_EXERCISE DESCRIPTION_. Output the data that follows exactly, line for line.

==*==

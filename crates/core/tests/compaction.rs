//! Compaction behavior: isolation across sessions, concurrent confirms,
//! preview idempotency.

mod common;

use common::*;
use sb_domain::event::EventType;
use sb_domain::message::Message;
use sb_domain::token::ProviderKind;

/// Load a session's buffer with enough synthetic conversation to sit above
/// the compaction threshold (estimates run at ~4 chars/token).
async fn inflate(h: &Harness, session_id: &str, turns: usize, chars: usize) {
    let active = h.orchestrator.require_active(session_id).await.unwrap();
    let mut messages = Vec::new();
    let filler = "x".repeat(chars);
    for i in 0..turns {
        messages.push(Message::user(format!("question {i}: {filler}")));
        messages.push(Message::assistant(format!("answer {i}: {filler}")));
    }
    active.context.lock().set_messages(messages);
}

#[tokio::test]
async fn compaction_reduces_usage_and_writes_event_pair() {
    let h = harness(ProviderKind::Openai, 1000, vec![]);
    let session = create_session(&h, ProviderKind::Openai).await;
    inflate(&h, &session.id, 20, 80).await;

    let before = h
        .orchestrator
        .get_context_snapshot(&session.id)
        .await
        .unwrap();
    assert!(before.usage_percent >= 75.0, "setup must exceed threshold");
    assert!(h.orchestrator.should_compact(&session.id).await.unwrap());

    h.provider.push_text_turn("summary of the early turns", 100, 40);
    let result = h
        .orchestrator
        .confirm_compaction(&session.id)
        .await
        .unwrap();
    assert!(result.success);
    assert!(result.tokens_after < result.tokens_before);

    let after = h
        .orchestrator
        .get_context_snapshot(&session.id)
        .await
        .unwrap();
    assert!(after.current_tokens < before.current_tokens);

    assert_eq!(
        events_of_type(&h, &session.id, EventType::CompactBoundary).len(),
        1
    );
    assert_eq!(
        events_of_type(&h, &session.id, EventType::CompactSummary).len(),
        1
    );
}

// ── Scenario: session isolation ──────────────────────────────────────

#[tokio::test]
async fn compacting_one_session_leaves_others_untouched() {
    let h = harness(ProviderKind::Openai, 1000, vec![]);
    let a = create_session(&h, ProviderKind::Openai).await;
    let b = create_session(&h, ProviderKind::Openai).await;
    inflate(&h, &a.id, 20, 80).await;
    inflate(&h, &b.id, 20, 80).await;

    let b_before = h.orchestrator.get_context_snapshot(&b.id).await.unwrap();

    h.provider.push_text_turn("summary for session a", 100, 40);
    h.orchestrator.confirm_compaction(&a.id).await.unwrap();

    let a_after = h.orchestrator.get_context_snapshot(&a.id).await.unwrap();
    assert!(a_after.usage_percent < 75.0);

    let b_after = h.orchestrator.get_context_snapshot(&b.id).await.unwrap();
    assert_eq!(b_after.current_tokens, b_before.current_tokens);
    assert_eq!(b_after.usage_percent, b_before.usage_percent);
    assert_eq!(b_after.message_count, b_before.message_count);
    assert!(events_of_type(&h, &b.id, EventType::CompactSummary).is_empty());
}

// ── Scenario: two concurrent confirms ────────────────────────────────

#[tokio::test]
async fn parallel_confirms_serialize_and_both_succeed() {
    let h = harness(ProviderKind::Openai, 1000, vec![]);
    let session = create_session(&h, ProviderKind::Openai).await;
    inflate(&h, &session.id, 30, 80).await;

    // One summary per confirm; the second may be a no-op that never asks.
    h.provider.push_text_turn("first summary", 100, 30);
    h.provider.push_text_turn("second summary", 60, 20);

    let (r1, r2) = tokio::join!(
        h.orchestrator.confirm_compaction(&session.id),
        h.orchestrator.confirm_compaction(&session.id),
    );
    assert!(r1.unwrap().success);
    assert!(r2.unwrap().success);

    let snapshot = h
        .orchestrator
        .get_context_snapshot(&session.id)
        .await
        .unwrap();
    assert!(snapshot.usage_percent < 30.0);

    let summaries = events_of_type(&h, &session.id, EventType::CompactSummary);
    let boundaries = events_of_type(&h, &session.id, EventType::CompactBoundary);
    assert!((1..=2).contains(&summaries.len()));
    assert_eq!(summaries.len(), boundaries.len());
}

// ── Preview: idempotent, non-mutating ────────────────────────────────

#[tokio::test]
async fn preview_is_stable_and_does_not_mutate() {
    let h = harness(ProviderKind::Openai, 1000, vec![]);
    let session = create_session(&h, ProviderKind::Openai).await;
    inflate(&h, &session.id, 20, 80).await;

    let first = h.orchestrator.preview_compaction(&session.id).await.unwrap();
    let second = h.orchestrator.preview_compaction(&session.id).await.unwrap();
    assert_eq!(first, second);
    assert!(first.tokens_after < first.tokens_before);
    assert!(first.compression_ratio < 1.0);

    // No events were written and the buffer is untouched.
    assert!(events_of_type(&h, &session.id, EventType::CompactSummary).is_empty());
    let snapshot = h
        .orchestrator
        .get_context_snapshot(&session.id)
        .await
        .unwrap();
    assert_eq!(snapshot.current_tokens, first.tokens_before);
}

==*==

_TASK RESULT_.
filename crates/core/tests/compaction.rs
//! Compaction behavior: isolation across sessions, concurrent confirms,
//! preview idempotency.

mod common;

use common::*;
use sb_domain::event::EventType;
use sb_domain::message::Message;
use sb_domain::token::ProviderKind;

/// Load a session's buffer with enough synthetic conversation to sit above
/// the compaction threshold (estimates run at ~4 chars/token).
async fn inflate(h: &Harness, session_id: &str, turns: usize, chars: usize) {
    let active = h.orchestrator.require_active(session_id).await.unwrap();
    let mut messages = Vec::new();
    let filler = "x".repeat(chars);
    for i in 0..turns {
        messages.push(Message::user(format!("question {i}: {filler}")));
        messages.push(Message::assistant(format!("answer {i}: {filler}")));
    }
    active.context.lock().set_messages(messages);
}

#[tokio::test]
async fn compaction_reduces_usage_and_writes_event_pair() {
    let h = harness(ProviderKind::Openai, 1000, vec![]);
    let session = create_session(&h, ProviderKind::Openai).await;
    inflate(&h, &session.id, 20, 80).await;

    let before = h
        .orchestrator
        .get_context_snapshot(&session.id)
        .await
        .unwrap();
    assert!(before.usage_percent >= 75.0, "setup must exceed threshold");
    assert!(h.orchestrator.should_compact(&session.id).await.unwrap());

    h.provider.push_text_turn("summary of the early turns", 100, 40);
    let result = h
        .orchestrator
        .confirm_compaction(&session.id)
        .await
        .unwrap();
    assert!(result.success);
    assert!(result.tokens_after < result.tokens_before);

    let after = h
        .orchestrator
        .get_context_snapshot(&session.id)
        .await
        .unwrap();
    assert!(after.current_tokens < before.current_tokens);

    assert_eq!(
        events_of_type(&h, &session.id, EventType::CompactBoundary).len(),
        1
    );
    assert_eq!(
        events_of_type(&h, &session.id, EventType::CompactSummary).len(),
        1
    );
}

// ── Scenario: session isolation ──────────────────────────────────────

#[tokio::test]
async fn compacting_one_session_leaves_others_untouched() {
    let h = harness(ProviderKind::Openai, 1000, vec![]);
    let a = create_session(&h, ProviderKind::Openai).await;
    let b = create_session(&h, ProviderKind::Openai).await;
    inflate(&h, &a.id, 20, 80).await;
    inflate(&h, &b.id, 20, 80).await;

    let b_before = h.orchestrator.get_context_snapshot(&b.id).await.unwrap();

    h.provider.push_text_turn("summary for session a", 100, 40);
    h.orchestrator.confirm_compaction(&a.id).await.unwrap();

    let a_after = h.orchestrator.get_context_snapshot(&a.id).await.unwrap();
    assert!(a_after.usage_percent < 75.0);

    let b_after = h.orchestrator.get_context_snapshot(&b.id).await.unwrap();
    assert_eq!(b_after.current_tokens, b_before.current_tokens);
    assert_eq!(b_after.usage_percent, b_before.usage_percent);
    assert_eq!(b_after.message_count, b_before.message_count);
    assert!(events_of_type(&h, &b.id, EventType::CompactSummary).is_empty());
}

// ── Scenario: two concurrent confirms ────────────────────────────────

#[tokio::test]
async fn parallel_confirms_serialize_and_both_succeed() {
    let h = harness(ProviderKind::Openai, 1000, vec![]);
    let session = create_session(&h, ProviderKind::Openai).await;
    inflate(&h, &session.id, 30, 80).await;

    // One summary per confirm; the second may be a no-op that never asks.
    h.provider.push_text_turn("first summary", 100, 30);
    h.provider.push_text_turn("second summary", 60, 20);

    let (r1, r2) = tokio::join!(
        h.orchestrator.confirm_compaction(&session.id),
        h.orchestrator.confirm_compaction(&session.id),
    );
    assert!(r1.unwrap().success);
    assert!(r2.unwrap().success);

    let snapshot = h
        .orchestrator
        .get_context_snapshot(&session.id)
        .await
        .unwrap();
    assert!(snapshot.usage_percent < 30.0);

    let summaries = events_of_type(&h, &session.id, EventType::CompactSummary);
    let boundaries = events_of_type(&h, &session.id, EventType::CompactBoundary);
    assert!((1..=2).contains(&summaries.len()));
    assert_eq!(summaries.len(), boundaries.len());
}

// ── Preview: idempotent, non-mutating ────────────────────────────────

#[tokio::test]
async fn preview_is_stable_and_does_not_mutate() {
    let h = harness(ProviderKind::Openai, 1000, vec![]);
    let session = create_session(&h, ProviderKind::Openai).await;
    inflate(&h, &session.id, 20, 80).await;

    let first = h.orchestrator.preview_compaction(&session.id).await.unwrap();
    let second = h.orchestrator.preview_compaction(&session.id).await.unwrap();
    assert_eq!(first, second);
    assert!(first.tokens_after < first.tokens_before);
    assert!(first.compression_ratio < 1.0);

    // No events were written and the buffer is untouched.
    assert!(events_of_type(&h, &session.id, EventType::CompactSummary).is_empty());
    let snapshot = h
        .orchestrator
        .get_context_snapshot(&session.id)
        .await
        .unwrap();
    assert_eq!(snapshot.current_tokens, first.tokens_before);
}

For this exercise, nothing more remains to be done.